Около десяти часов утра мы въехали на большой деревянный мост, переброшенный через Тинкисо, значительно более широкую в этом месте, чем Варта у Познани. На другой стороне мы увидели деревню Ту-манею, а за ней, у самой воды, — нескольких женщин и девушек, занимающихся ловлей рыбы. Так же как изготовление посуды, этот простой способ ловли рыбы принадлежал к числу женских работ: женщины в фартуках входили в воду на метр или полтора от берега, не теряя под ногами дна, и каждая погружала в воду сачок, вытягивая всякую мелкую рыбешку, которая была так неосторожна, что давала себя поймать.

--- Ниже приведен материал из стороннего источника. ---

use std::path::Path;

use anyhow::{Context, Result};

/// Initialise the global logger.
///
/// With a log file, a `fern` dispatch writes timestamped lines to both stderr
/// and the file. Without one, `env_logger` is used and honours `RUST_LOG`.
pub fn init_logging(log_file: Option<&Path>) -> Result<()> {
    match log_file {
        Some(path) => {
            let level = std::env::var("RUST_LOG")
                .ok()
                .and_then(|value| value.parse::<log::LevelFilter>().ok())
                .unwrap_or(log::LevelFilter::Info);

            fern::Dispatch::new()
                .format(|out, message, record| {
                    out.finish(format_args!(
                        "{} [{}] {}: {}",
                        chrono::Local::now().format("%Y-%m-%d %H:%M:%S%.3f"),
                        record.level(),
                        record.target(),
                        message
                    ))
                })
                .level(level)
                .chain(std::io::stderr())
                .chain(fern::log_file(path).with_context(|| format!("Failed to open log file: {}", path.display()))?)
                .apply()
                .context("Logger already initialised")?;
        }
        None => {
            env_logger::Builder::from_env(env_logger::Env::default().default_filter_or("info"))
                .try_init()
                .context("Logger already initialised")?;
        }
    }

    Ok(())
}

/// Idempotent logger setup for tests
pub fn init_test_logging() {
    let _ = env_logger::builder().is_test(true).try_init();
}
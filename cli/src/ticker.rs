use chime_core::alarms::Alarm;
use chime_core::clock::ClockTicker;
use std::sync::Arc;
use tokio::sync::mpsc::{self, Receiver};

use crate::CliContext;

/// Start the clock ticker and forward fired alarms to the interaction loop.
///
/// The task handle is stored in the context's background tasks so it can
/// be aborted on exit.
pub async fn init_ticker(ctx: &CliContext) -> Receiver<Alarm> {
    let tick_secs = ctx.config.read().await.tick_interval_secs;
    let (tx, rx) = mpsc::channel(8);

    let mut ticker = ClockTicker::new(Arc::clone(&ctx.engine), tick_secs);
    let handle = tokio::spawn(async move {
        loop {
            let alarm = ticker.next_fired().await;
            if tx.send(alarm).await.is_err() {
                break;
            }
        }
    });

    ctx.tasks.lock().await.ticker = Some(handle);
    rx
}
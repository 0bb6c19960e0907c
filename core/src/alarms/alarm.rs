//! Alarm entries (runtime state)
//!
//! An `Alarm` is a scheduled wake-up tied to a day of the week and a
//! wall-clock minute. It lives in memory for the lifetime of the process;
//! snoozing rewrites its `time`, dismissing removes it from the engine.

use chrono::{Datelike, NaiveDateTime, Timelike};

/// A scheduled alarm
///
/// Created from raw user input. `day` and `time` are stored as given:
/// an out-of-range day or a malformed time string is kept but can never
/// equal a tick's `(day, "HH:MM")`, so the alarm simply never fires.
#[derive(Debug, Clone, PartialEq, Eq)]
pub struct Alarm {
    /// Stable identifier assigned by the engine at creation
    pub id: u64,

    /// Day of week, 0 = Sunday through 6 = Saturday
    pub day: i32,

    /// "HH:MM" in 24-hour format; rewritten by snooze
    pub time: String,

    /// How many times this alarm has been snoozed
    pub snooze_count: u8,
}

impl Alarm {
    pub fn new(id: u64, day: i32, time: impl Into<String>) -> Self {
        Self {
            id,
            day,
            time: time.into(),
            snooze_count: 0,
        }
    }

    /// Check whether this alarm matches the given tick coordinates
    pub fn matches(&self, day: i32, hhmm: &str) -> bool {
        self.day == day && self.time == hhmm
    }
}

/// Day-of-week of a timestamp using the 0 = Sunday convention
pub(crate) fn day_of_week(now: NaiveDateTime) -> i32 {
    now.weekday().num_days_from_sunday() as i32
}

/// Format a timestamp's wall-clock minute as "HH:MM"
pub(crate) fn format_hhmm(now: NaiveDateTime) -> String {
    format!("{:02}:{:02}", now.hour(), now.minute())
}
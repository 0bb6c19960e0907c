//! Error types for context operations

use thiserror::Error;

/// Errors during configuration operations
#[derive(Debug, Error)]
pub enum ConfigError {
    #[error("failed to load configuration")]
    Load(#[from] confy::ConfyError),

    #[error("failed to save configuration")]
    Save(#[source] confy::ConfyError),
}
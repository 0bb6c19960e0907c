pub mod commands;
pub mod context;
pub mod repl;
pub mod ticker;

pub use context::CliContext;
pub use repl::stdin_lines;
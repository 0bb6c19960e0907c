pub mod alarms;
pub mod clock;
pub mod context;

// Re-exports for convenience
pub use alarms::{Alarm, AlarmEngine, AlarmError};
pub use clock::ClockTicker;
pub use context::{AppConfig, BackgroundTasks, ConfigError};
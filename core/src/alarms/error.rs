//! Error types for alarm operations

use thiserror::Error;

/// Errors from engine operations invoked by the interaction loop
#[derive(Debug, Error, PartialEq, Eq)]
pub enum AlarmError {
    #[error("no alarm exists with id {id}")]
    NotFound { id: u64 },

    #[error("alarm has reached the maximum of {max} snoozes")]
    SnoozeLimit { max: u8 },

    #[error("invalid alarm number {index} (have {count})")]
    InvalidIndex { index: usize, count: usize },
}
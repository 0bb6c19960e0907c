//! Alarm system
//!
//! This module provides:
//! - **Alarm**: a scheduled day-of-week + "HH:MM" entry with snooze state
//! - **Engine**: owns the alarm list and the firing state machine
//!
//! # Lifecycle
//!
//! 1. Alarm created from user input → appended to the engine's list
//! 2. Clock tick matches `(day, "HH:MM")` → engine enters firing state
//! 3. User snoozes (reschedule, bounded) or dismisses (remove) → idle

mod alarm;
mod engine;
pub mod error;

#[cfg(test)]
mod engine_tests;

pub use alarm::Alarm;
pub use engine::AlarmEngine;
pub use error::AlarmError;
mod background_tasks;
mod config;
pub mod error;

pub use background_tasks::BackgroundTasks;
pub use config::AppConfig;
pub use error::ConfigError;
use tokio::task::JoinHandle;

#[derive(Default)]
pub struct BackgroundTasks {
    pub ticker: Option<JoinHandle<()>>,
}

impl BackgroundTasks {
    pub async fn abort_all(&mut self) {
        if let Some(handle) = self.ticker.take() {
            handle.abort();
        }
    }
}
//! Clock ticker
//!
//! Polls the alarm engine once per second with the current wall-clock
//! time. Ticks are best-effort periodic; ticks missed while the process
//! is suspended are skipped, not replayed.

use std::sync::Arc;
use std::time::Duration;

use tokio::sync::RwLock;
use tokio::time::{self, Interval, MissedTickBehavior};

use crate::alarms::{Alarm, AlarmEngine};

pub struct ClockTicker {
    engine: Arc<RwLock<AlarmEngine>>,
    interval: Interval,
}

impl ClockTicker {
    pub fn new(engine: Arc<RwLock<AlarmEngine>>, tick_interval_secs: u64) -> Self {
        let mut interval = time::interval(Duration::from_secs(tick_interval_secs));
        interval.set_missed_tick_behavior(MissedTickBehavior::Skip);
        Self { engine, interval }
    }

    /// Wait for the next tick that fires an alarm.
    ///
    /// Ticks that match nothing (or arrive while an alarm is already
    /// firing) are consumed silently.
    pub async fn next_fired(&mut self) -> Alarm {
        loop {
            self.interval.tick().await;
            let now = chrono::Local::now().naive_local();
            if let Some(alarm) = self.engine.write().await.check_tick(now) {
                return alarm;
            }
        }
    }
}
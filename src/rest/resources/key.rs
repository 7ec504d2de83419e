//! API key resource.
//!
//! Keys have no metadata; besides the base operations they can only be
//! regenerated.

use std::ops::Deref;
use std::sync::Arc;

use crate::clients::{HttpMethod, HttpResponse, Transport, TransportError};
use crate::rest::resources::root;
use crate::rest::{EntityPath, Resource};

/// An M2X API key, addressed at `/keys/{key}`.
#[derive(Debug)]
pub struct Key<T> {
    key: String,
    resource: Resource<EntityPath, T>,
}

impl<T> Key<T> {
    /// Path of the key collection.
    pub const PATH: &'static str = "/keys";

    /// Creates a handle on the given key.
    #[must_use]
    pub fn new(transport: Arc<T>, key: impl Into<String>) -> Self {
        let key = key.into();
        let path = EntityPath::entity(Self::PATH, &key);
        Self {
            key,
            resource: Resource::new(transport, path),
        }
    }

    /// Returns the key string.
    #[must_use]
    pub fn key(&self) -> &str {
        &self.key
    }
}

impl<T: Transport> Key<T> {
    /// Creates a new key from the given JSON body.
    ///
    /// # Errors
    ///
    /// Returns [`TransportError`] if the transport fails.
    pub async fn create(transport: &Arc<T>, body: &str) -> Result<HttpResponse, TransportError> {
        root(transport, Self::PATH).make_post(None, body).await
    }

    /// Lists the keys of the account.
    ///
    /// # Errors
    ///
    /// Returns [`TransportError`] if the transport fails.
    pub async fn list(
        transport: &Arc<T>,
        query: Option<&str>,
    ) -> Result<HttpResponse, TransportError> {
        root(transport, Self::PATH).make_get(None, query).await
    }

    /// Regenerates the key. The old key stops working; the response carries
    /// the new one. No body is sent.
    ///
    /// # Errors
    ///
    /// Returns [`TransportError`] if the transport fails.
    pub async fn regenerate(&self) -> Result<HttpResponse, TransportError> {
        self.make_request(HttpMethod::Post, Some("/regenerate"), None, None).await
    }
}

impl<T> Deref for Key<T> {
    type Target = Resource<EntityPath, T>;

    fn deref(&self) -> &Self::Target {
        &self.resource
    }
}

— Возможно, что это внучки Самори! — усмехнулся Шаво, указывая на женщин.
Самори, как африканский вождь старого склада, имел бесчисленный гарем. По крайней мере одна дочь каждого покоренного им царька, вождя или просто старейшины опустошенной деревни автоматически становилась одной из его жен; по подсчетам французов, у него было более двухсот сыновей и около сотни дочерей.
Я присмотрелся к женщинам внимательнее: среди них были молоденькие девушки.
— Если это семя Самори, — сказал я, — то в таком случае здесь не только внучки, но и правнучки.
— О’кей, пусть будет так!..
Туманен насчитывала около двадцати хижин. Войти в деревню можно было через ворота, построенные, как туннель, внутри бастиона, когда-то служившего для защиты. Сейчас стена, некогда окружавшая крепость, частично развалилась, но там, где она еще стояла, служила опорой хижинам. В деревню можно было попасть с любой стороны, но мы вступили через ворота и сразу оказались в укромном уголке, где нам открылась мирная картина домашней жизни: на площадке, окруженной шероховатыми стенами старой крепости, приветливо улыбающиеся женщины сидели у нескольких очагов и готовили в горшках пищу.